YOUR INSTRUCTIONS>
In the entries that follow, find the line containing "pub fn new(capacity: usize)", then output exactly every line from the first through that one.

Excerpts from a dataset

○ ○ ○

//! Event types for the callsync event system
//!
//! Provides shared event definitions and EventBus for all callsync modules.

mod batch_types;

pub use batch_types::{AlertKind, RunOutcome, RunTrigger};

use chrono::{DateTime, Utc};
use serde::{Deserialize, Serialize};
use tokio::sync::broadcast;
use uuid::Uuid;

/// Ingestion event types
///
/// Broadcast via EventBus. The alerting layer and tests subscribe to these;
/// every variant is also written to the structured log by its emitter.
#[derive(Debug, Clone, Serialize, Deserialize)]
#[serde(tag = "type")]
pub enum IngestEvent {
    /// A batch run was created
    RunStarted {
        run_id: Uuid,
        trigger: RunTrigger,
        window_start: DateTime<Utc>,
        window_end: DateTime<Utc>,
        timestamp: DateTime<Utc>,
    },

    /// One call failed inside a run (the run continues)
    CallFailed {
        run_id: Uuid,
        external_call_id: String,
        reason: String,
        attempts: u32,
        timestamp: DateTime<Utc>,
    },

    /// A batch run was closed
    RunFinished {
        run_id: Uuid,
        trigger: RunTrigger,
        outcome: RunOutcome,
        processed_count: usize,
        failed_count: usize,
        deadline_exceeded: bool,
        timestamp: DateTime<Utc>,
    },

    /// Operator-facing alert
    Alert {
        kind: AlertKind,
        run_id: Option<Uuid>,
        message: String,
        timestamp: DateTime<Utc>,
    },
}

/// Central event distribution bus
///
/// Thin wrapper over `tokio::sync::broadcast`. Slow subscribers lose the
/// oldest events once `capacity` is exceeded.
///
/// # Examples
///
/// ```
/// use callsync_common::events::{EventBus, IngestEvent, AlertKind};
///
/// let event_bus = EventBus::new(100);
/// let mut rx = event_bus.subscribe();
///
/// event_bus.emit_lossy(IngestEvent::Alert {
///     kind: AlertKind::SchedulerSilence,
///     run_id: None,
///     message: "no daily run in 26h".to_string(),
///     timestamp: chrono::Utc::now(),
/// });
///
/// assert!(matches!(rx.try_recv(), Ok(IngestEvent::Alert { .. })));
/// ```
#[derive(Clone)]
pub struct EventBus {
    tx: broadcast::Sender<IngestEvent>,
    capacity: usize,
}

impl EventBus {
    /// Creates a new EventBus with specified channel capacity
    pub fn new(capacity: usize) -> Self {
        let (tx, _) = broadcast::channel(capacity);
        Self { tx, capacity }
    }

    /// Subscribe to all future events
    ///
    /// Events emitted before subscription are not received.
    pub fn subscribe(&self) -> broadcast::Receiver<IngestEvent> {
        self.tx.subscribe()
    }

    /// Emit an event to all subscribers
    ///
    /// Returns `Err` if no subscribers are listening.
    #[allow(clippy::result_large_err)]
    pub fn emit(
        &self,
        event: IngestEvent,
    ) -> Result<usize, broadcast::error::SendError<IngestEvent>> {
        self.tx.send(event)
    }

    /// Emit an event, ignoring if no subscribers are listening
    pub fn emit_lossy(&self, event: IngestEvent) {
        let _ = self.tx.send(event);
    }

    /// Get the current number of active subscribers
    pub fn subscriber_count(&self) -> usize {
        self.tx.receiver_count()
    }

    /// Get the configured channel capacity
    pub fn capacity(&self) -> usize {
        self.capacity
    }
}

○ ○ ○

RESULT>
//! Event types for the callsync event system
//!
//! Provides shared event definitions and EventBus for all callsync modules.

mod batch_types;

pub use batch_types::{AlertKind, RunOutcome, RunTrigger};

use chrono::{DateTime, Utc};
use serde::{Deserialize, Serialize};
use tokio::sync::broadcast;
use uuid::Uuid;

/// Ingestion event types
///
/// Broadcast via EventBus. The alerting layer and tests subscribe to these;
/// every variant is also written to the structured log by its emitter.
#[derive(Debug, Clone, Serialize, Deserialize)]
#[serde(tag = "type")]
pub enum IngestEvent {
    /// A batch run was created
    RunStarted {
        run_id: Uuid,
        trigger: RunTrigger,
        window_start: DateTime<Utc>,
        window_end: DateTime<Utc>,
        timestamp: DateTime<Utc>,
    },

    /// One call failed inside a run (the run continues)
    CallFailed {
        run_id: Uuid,
        external_call_id: String,
        reason: String,
        attempts: u32,
        timestamp: DateTime<Utc>,
    },

    /// A batch run was closed
    RunFinished {
        run_id: Uuid,
        trigger: RunTrigger,
        outcome: RunOutcome,
        processed_count: usize,
        failed_count: usize,
        deadline_exceeded: bool,
        timestamp: DateTime<Utc>,
    },

    /// Operator-facing alert
    Alert {
        kind: AlertKind,
        run_id: Option<Uuid>,
        message: String,
        timestamp: DateTime<Utc>,
    },
}

/// Central event distribution bus
///
/// Thin wrapper over `tokio::sync::broadcast`. Slow subscribers lose the
/// oldest events once `capacity` is exceeded.
///
/// # Examples
///
/// ```
/// use callsync_common::events::{EventBus, IngestEvent, AlertKind};
///
/// let event_bus = EventBus::new(100);
/// let mut rx = event_bus.subscribe();
///
/// event_bus.emit_lossy(IngestEvent::Alert {
///     kind: AlertKind::SchedulerSilence,
///     run_id: None,
///     message: "no daily run in 26h".to_string(),
///     timestamp: chrono::Utc::now(),
/// });
///
/// assert!(matches!(rx.try_recv(), Ok(IngestEvent::Alert { .. })));
/// ```
#[derive(Clone)]
pub struct EventBus {
    tx: broadcast::Sender<IngestEvent>,
    capacity: usize,
}

impl EventBus {
    /// Creates a new EventBus with specified channel capacity
    pub fn new(capacity: usize) -> Self {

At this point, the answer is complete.